Identifying Secondary and Micronutrient Deficiencies:
Dr. Don C. Wilkerson, Professor and Extension Specialist
Department of Horticultural Sciences
Texas A&M University
College Station, TX
The correct diagnosis of micronutrient deficiencies is important in maintaining optimum plant growth. The recognition of these symptoms allows growers to "fine tune" their nutritional regime as well as minimize stress conditions. However, the symptoms expressed are often dependent on the species of plant grown, stage of growth or other controlling factors. Therefore, growers should become familiar with nutritional deficiencies on a crop- by-crop basis.
Because plant symptoms can be very subjective it is important to approach diagnosis carefully. The following is a general guideline to follow in recognizing the response to nutrient deficiencies:
Calcium (Ca) - From slight chlorosis to brown or black scorching of new leaf tips and die-back of growing points. The scorched and die-back portion of tissue is very slow to dry so that it does not crumble easily. Boron deficiency also causes scorching of new leaf tips and die-back of growing points, but calcium deficiency does not promote the growth of lateral shoots and short internodes as does boron deficiency.
Magnesium (Mg) - Interveinal chlorotic mottling or marbling of the older leaves which proceeds toward the younger leaves as the deficiency becomes more severe. The chlorotic interveinal yellow patches usually occur toward the center of the leaf with the margins being the last to turn yellow. In some crops, the interveinal yellow patches are followed by necrotic spots or patches and marginal scorching of the leaves.
Sulfur (S) - Resembles nitrogen deficiency in that older leaves become yellowish green and the stems become thin, hard, and woody. Some plants show colorful orange and red tints rather than yellowing. The stems, although hard and woody, increase in length but not in diameter.

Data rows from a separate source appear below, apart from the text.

//! First-order unification and renaming-apart.
//!
//! The engine never constructs cyclic terms: binding a variable to a term
//! that contains it fails unification instead of building a cycle. There is
//! no general occurs-check pass beyond that guard.

use super::{Literal, Subst, Term};
use std::sync::atomic::{AtomicU64, Ordering};

/// Unify two terms under an existing substitution, returning the extended
/// substitution on success.
pub fn unify(a: &Term, b: &Term, subst: &Subst) -> Option<Subst> {
    let mut out = subst.clone();
    if unify_into(a, b, &mut out) {
        Some(out)
    } else {
        None
    }
}

/// Unify two literals argument-wise.
pub fn unify_literals(a: &Literal, b: &Literal, subst: &Subst) -> Option<Subst> {
    if a.pred != b.pred || a.args.len() != b.args.len() {
        return None;
    }
    let mut out = subst.clone();
    for (x, y) in a.args.iter().zip(&b.args) {
        if !unify_into(x, y, &mut out) {
            return None;
        }
    }
    Some(out)
}

fn unify_into(a: &Term, b: &Term, subst: &mut Subst) -> bool {
    let a = walk(a, subst);
    let b = walk(b, subst);
    match (&a, &b) {
        (Term::Var(x), Term::Var(y)) if x == y => true,
        (Term::Var(x), other) | (other, Term::Var(x)) => {
            if occurs(x, other, subst) {
                return false;
            }
            subst.bind(x.clone(), other.clone());
            true
        }
        (Term::Sym(x), Term::Sym(y)) => x == y,
        (Term::Str(x), Term::Str(y)) => x == y,
        (Term::Int(x), Term::Int(y)) => x == y,
        (Term::Bool(x), Term::Bool(y)) => x == y,
        (Term::FileRef(x), Term::FileRef(y)) => x == y,
        (Term::Compound(f, xs), Term::Compound(g, ys)) => {
            f == g
                && xs.len() == ys.len()
                && xs.iter().zip(ys).all(|(x, y)| unify_into(x, y, subst))
        }
        (Term::List(xs), Term::List(ys)) => {
            xs.len() == ys.len() && xs.iter().zip(ys).all(|(x, y)| unify_into(x, y, subst))
        }
        _ => false,
    }
}

/// Resolve a term one level through the substitution (no deep apply).
fn walk(term: &Term, subst: &Subst) -> Term {
    let mut current = term.clone();
    while let Term::Var(name) = &current {
        match subst.get(name) {
            Some(bound) => current = bound.clone(),
            None => break,
        }
    }
    current
}

/// Would binding `var` to `term` construct a cycle?
fn occurs(var: &str, term: &Term, subst: &Subst) -> bool {
    match term {
        Term::Var(name) => {
            if name == var {
                return true;
            }
            match subst.get(name) {
                Some(bound) => occurs(var, &bound.clone(), subst),
                None => false,
            }
        }
        Term::Compound(_, args) | Term::List(args) => {
            args.iter().any(|a| occurs(var, a, subst))
        }
        _ => false,
    }
}

static RENAME_COUNTER: AtomicU64 = AtomicU64::new(0);

/// Rename every variable in `head` and `body` to a fresh name, so a rule
/// can be resolved against a goal without variable capture. Called once per
/// resolution step.
pub fn rename_apart(head: &Literal, body: &[Literal]) -> (Literal, Vec<Literal>) {
    let stamp = RENAME_COUNTER.fetch_add(1, Ordering::Relaxed);
    let mut renaming = Subst::new();
    let mut vars = head.variables();
    for lit in body {
        vars.extend(lit.variables());
    }
    for var in vars {
        let fresh = format!("{var}__r{stamp}");
        renaming.bind(var, Term::Var(fresh));
    }
    let head = renaming.apply_literal(head);
    let body = body.iter().map(|l| renaming.apply_literal(l)).collect();
    (head, body)
}

#[cfg(test)]
mod tests {
    use super::*;
    use crate::term::{parse_literal, parse_term};

    fn t(s: &str) -> Term {
        parse_term(s).unwrap()
    }

    #[test]
    fn test_unify_binds_variable() {
        let s = unify(&t("X"), &t("foo"), &Subst::new()).unwrap();
        assert_eq!(s.apply(&t("X")), t("foo"));
    }

    #[test]
    fn test_unify_compound() {
        let s = unify(&t("f(X, b)"), &t("f(a, Y)"), &Subst::new()).unwrap();
        assert_eq!(s.apply(&t("g(X, Y)")), t("g(a, b)"));
    }

    #[test]
    fn test_unify_mismatch_fails() {
        assert!(unify(&t("f(a)"), &t("g(a)"), &Subst::new()).is_none());
        assert!(unify(&t("f(a)"), &t("f(a, b)"), &Subst::new()).is_none());
        assert!(unify(&t("1"), &t("2"), &Subst::new()).is_none());
    }

    #[test]
    fn test_occurs_guard_fails_instead_of_looping() {
        assert!(unify(&t("X"), &t("f(X)"), &Subst::new()).is_none());
    }

    #[test]
    fn test_unify_respects_existing_bindings() {
        let s = unify(&t("X"), &t("a"), &Subst::new()).unwrap();
        assert!(unify(&t("X"), &t("b"), &s).is_none());
        assert!(unify(&t("X"), &t("a"), &s).is_some());
    }

    #[test]
    fn test_unify_literals_shares_variables() {
        let a = parse_literal("parent(bill, Z)").unwrap();
        let b = parse_literal("parent(X, Y)").unwrap();
        let s = unify_literals(&a, &b, &Subst::new()).unwrap();
        assert_eq!(s.apply(&t("X")), t("bill"));
    }

    #[test]
    fn test_rename_apart_is_fresh() {
        let head = parse_literal("p(X, Y)").unwrap();
        let body = vec![parse_literal("q(X)").unwrap()];
        let (h1, b1) = rename_apart(&head, &body);
        let (h2, _) = rename_apart(&head, &body);
        assert!(h1.variables().is_disjoint(&head.variables()));
        assert!(h1.variables().is_disjoint(&h2.variables()));
        // Shared variables stay shared after renaming.
        let hv = h1.variables();
        assert!(b1[0].variables().iter().all(|v| hv.contains(v)));
    }
}
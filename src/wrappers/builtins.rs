//! Built-in wrappers registered on every node.

use super::{parse_signature, Outcome, Signature, Wrapper};
use crate::term::{Literal, Subst, Term};
use async_trait::async_trait;

/// `in_range(+low, +up, -x)`: enumerates the integers of the closed
/// interval as one substitution per value.
pub struct InRange {
    signature: Signature,
}

impl Default for InRange {
    fn default() -> Self {
        Self::new()
    }
}

impl InRange {
    pub fn new() -> Self {
        let signature = match parse_signature("in_range(+low: value, +up: value, -x: value)") {
            Ok(signature) => signature,
            Err(_) => unreachable!("builtin signature is well-formed"),
        };
        InRange { signature }
    }
}

#[async_trait]
impl Wrapper for InRange {
    fn signature(&self) -> &Signature {
        &self.signature
    }

    async fn resolve(&self, goal: &Literal) -> Outcome {
        let (low, up) = match (goal.args[0].as_int(), goal.args[1].as_int()) {
            (Some(low), Some(up)) => (low, up),
            _ => return Outcome::Errors(vec!["in_range bounds must be integers".into()]),
        };
        let out = match goal.args[2].as_var() {
            Some(name) => name.to_string(),
            None => return Outcome::Failure,
        };
        if low > up {
            return Outcome::Failure;
        }
        let substs = (low..=up)
            .map(|v| {
                let mut s = Subst::new();
                s.bind(out.clone(), Term::Int(v));
                s
            })
            .collect();
        Outcome::Substitutions(substs)
    }
}

#[cfg(test)]
mod tests {
    use super::*;
    use crate::term::parse_literal;

    #[tokio::test]
    async fn test_in_range_enumerates() {
        let w = InRange::new();
        let goal = parse_literal("in_range(1, 4, X)").unwrap();
        match w.resolve(&goal).await {
            Outcome::Substitutions(substs) => {
                let values: Vec<i64> = substs
                    .iter()
                    .map(|s| s.get("X").and_then(Term::as_int).unwrap())
                    .collect();
                assert_eq!(values, vec![1, 2, 3, 4]);
            }
            other => panic!("unexpected outcome {other:?}"),
        }
    }

    #[tokio::test]
    async fn test_in_range_empty_interval_fails() {
        let w = InRange::new();
        let goal = parse_literal("in_range(4, 1, X)").unwrap();
        assert_eq!(w.resolve(&goal).await, Outcome::Failure);
    }
}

Iron (Fe) - Starts with interveinal chlorotic mottling of immature leaves and in severe cases the new leaves become completely lacking in chlorophyll but with little or no necrotic spots. The chlorotic mottling on immature leaves may start first near the bases of the leaflets so that in effect the middle of the leaf appears to have a yellow streak.
Manganese (Mn) - Starts with interveinal chlorotic mottling of immature leaves and, in many plants, it is indistinguishable from that of iron. On fruiting plants, the blossom buds often do not fully develop and turn yellow or abort. As the deficiency becomes more severe, the new growth becomes completely yellow but, in contrast to iron necrotic spots, usually appear in the interveinal tissue.
Zinc (Zn) - In some plants, the interveinal chlorotic mottling first appears on the older leaves and in others, it appears on the immature leaves. It eventually affects the growing points of all plants. The interveinal chlorotic mottling may be the same as that for iron and manganese except for the development of exceptionally small leaves. When zinc deficiency onset is sudden such as the zinc left out of the nutrient solution, the chlorosis can appear identical to that of iron and manganese without the little leaf.
Boron (B) - From slight chlorosis to brown or black scorching of new leaf tips and die-back of the growing points similar to calcium deficiency. Also the brown and black die-back tissue is very slow to dry so that it can not be crumbled easily. Both the pith and epidermis of stems may be affected as exhibited by hollow stems to roughened and cracked stems.
Copper (Cu) - Leaves at top of the plant wilt easily followed by chlorotic and necrotic areas in the leaves. Leaves on top half of plant may show unusual puckering with veinal chlorosis. Absence of a knot on the leaf where the petiole joins the main stem of the plant beginning about 10 or more leaves below the growing point.
Molybdenum (Mo) - Older leaves show interveinal chlorotic blotches, become cupped and thickened. Chlorosis continues upward to younger leaves as deficiency progresses.
The diagnosis of nutrient deficiencies can be a key to optimizing plant growth. However, this technique is very subjective and requires careful observation. Plants respond to nutrient deficient conditions in several different ways. Growers must become familiar with these on a crop-by-crop basis.